Bryan, Williams & Cave, of St. Louis, for appellant.

Chas. A. Houts, of St. Louis, for respondent.

ALLEN, J.

This is an action for personal injuries sustained by plaintiff by reason of being run upon by an automobile driven by the defendant. There was a verdict and judgment for plaintiff below, and the defendant appeals.

It is conceded that the case made by plaintiff was one for the jury. Indeed, appellant's learned counsel frankly admit that plaintiff made quite a "strong case." End no point is made as to the amount of the verdict, to wit, $5,000; it being conceded that plaintiff's injuries were very serious. The assignments of error relate alone to the instructions.

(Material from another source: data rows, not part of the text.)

//! Line scanner and multi-line field accumulator
//!
//! The scanner is a two-state machine: either no field is open, or one header
//! is open and collecting text. Continuation lines are newline-joined onto the
//! open field until the next header or record separator closes it.

use super::cook::{Filing, ObjectCook};
use super::header_matcher::{HeaderMatcher, StringRegion};
use super::object_builder::ObjectBuilder;
use super::stats::{ParseResult, ParseStats};
use crate::Result;
use crate::app::services::field_dictionary::FieldDictionary;

/// Header whose value is still being collected
#[derive(Debug)]
struct OpenField {
    header: String,
    value: String,
}

/// Single-pass state for one parse
///
/// Lines are pushed in with [`feed_line`](Self::feed_line); nothing is read by
/// the scanner itself, so any line source can drive it.
#[derive(Debug)]
pub struct LineScanner<'d> {
    dictionary: &'d FieldDictionary,
    matcher: &'d HeaderMatcher,
    cook: ObjectCook<'d>,
    builder: ObjectBuilder,
    open_field: Option<OpenField>,
    stats: ParseStats,
}

impl<'d> LineScanner<'d> {
    pub fn new(dictionary: &'d FieldDictionary, matcher: &'d HeaderMatcher) -> Self {
        Self {
            dictionary,
            matcher,
            cook: ObjectCook::new(dictionary),
            builder: ObjectBuilder::new(),
            open_field: None,
            stats: ParseStats::new(),
        }
    }

    /// Consume one input line, without its `\n` terminator
    ///
    /// A trailing `\r` is dropped, so CRLF text reads the same from every
    /// line source.
    pub fn feed_line(&mut self, line: &str) -> Result<()> {
        let line = line.strip_suffix('\r').unwrap_or(line);
        self.stats.lines_read += 1;

        if self.dictionary.is_record_separator(line) {
            return self.finish_record();
        }

        if let Some(open) = self.open_field.as_mut() {
            open.value.push('\n');
        }

        let mut regions = self.matcher.split_by_matches(line).into_iter().peekable();
        while let Some(region) = regions.next() {
            match region {
                StringRegion::Text(text) => match self.open_field.as_mut() {
                    Some(open) => open.value.push_str(text),
                    None if !text.trim().is_empty() => self.builder.ignore_text(text),
                    None => {}
                },
                StringRegion::Header(header) => {
                    self.close_field();
                    let value = regions
                        .next_if(|next| !next.is_header())
                        .map(|next| next.text().to_string())
                        .unwrap_or_default();
                    self.open_field = Some(OpenField {
                        header: header.to_string(),
                        value,
                    });
                }
            }
        }

        Ok(())
    }

    /// Close the open field and the last record, then hand back the output
    pub fn finish(mut self) -> Result<ParseResult> {
        self.finish_record()?;
        Ok(ParseResult {
            records: self.cook.into_records(),
            stats: self.stats,
        })
    }

    /// Counters so far
    pub fn stats(&self) -> &ParseStats {
        &self.stats
    }

    fn close_field(&mut self) {
        if let Some(open) = self.open_field.take() {
            self.builder.store(&open.header, open.value);
        }
    }

    fn finish_record(&mut self) -> Result<()> {
        self.close_field();
        let builder = std::mem::take(&mut self.builder);

        if builder.is_empty() {
            if !builder.meta().is_empty() {
                self.stats.records_discarded += 1;
            }
            return Ok(());
        }

        let warnings = builder.meta().warning_count();
        match self.cook.cook(builder, self.stats.lines_read)? {
            Filing::TopLevel => {
                self.stats.records_emitted += 1;
                self.stats.warnings += warnings;
            }
            Filing::Attached { .. } => {
                self.stats.children_attached += 1;
                self.stats.warnings += warnings;
            }
            Filing::Dropped => self.stats.children_dropped += 1,
        }

        Ok(())
    }
}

The bill of exceptions, as abstracted, is in the skeleton form, stating briefly what the evidence for the respective parties tended to show. From this it appears that on June 28, 1915, at about 6:45 p. m., plaintiff alighted from a south-bound "Southampton car," on south Kingshighway, at its intersection with Lansdowne avenue, in the city of St. Louis, after the car had stopped to discharge passengers, and started to walk directly west to the curb of Kingshighway; and that when he had taken but a few steps he was struck by defendant's automobile, which was proceeding south on the west side of Kingshighway. Plaintiff testified that he looked both ways before stepping from the platform of the car, but saw no automobile; that he heard no horn or bell, and did not see the automobile before it struck him.

The record recites:

"In addition to the plaintiff's own testimony, there was evidence by many witnesses in behalf of plaintiff, tending to show that the defendant's automobile, driven south along the west side of Kingshighway by the defendant, struck the plaintiff; that the defendant was proceeding at a high rate of speed (some witnesses say 25 to 30 miles Der hour); that the defendant did not slow down at any time before the collision with the plaintiff; that no horn or bell was sounded by the defendant; that after striking the plaintiff the defendant drove her car on across Lansdowne avenue and up on the terrace on the south side of the street; and that the plaintiff, after the collision, lay almost in the center of Lansdowne avenue, to which point he was dragged by the defendant's automobile. * * * And there was evidence tending to show that the defendant was some distance back and to the north of the street car when plaintiff alighted and started to the curb."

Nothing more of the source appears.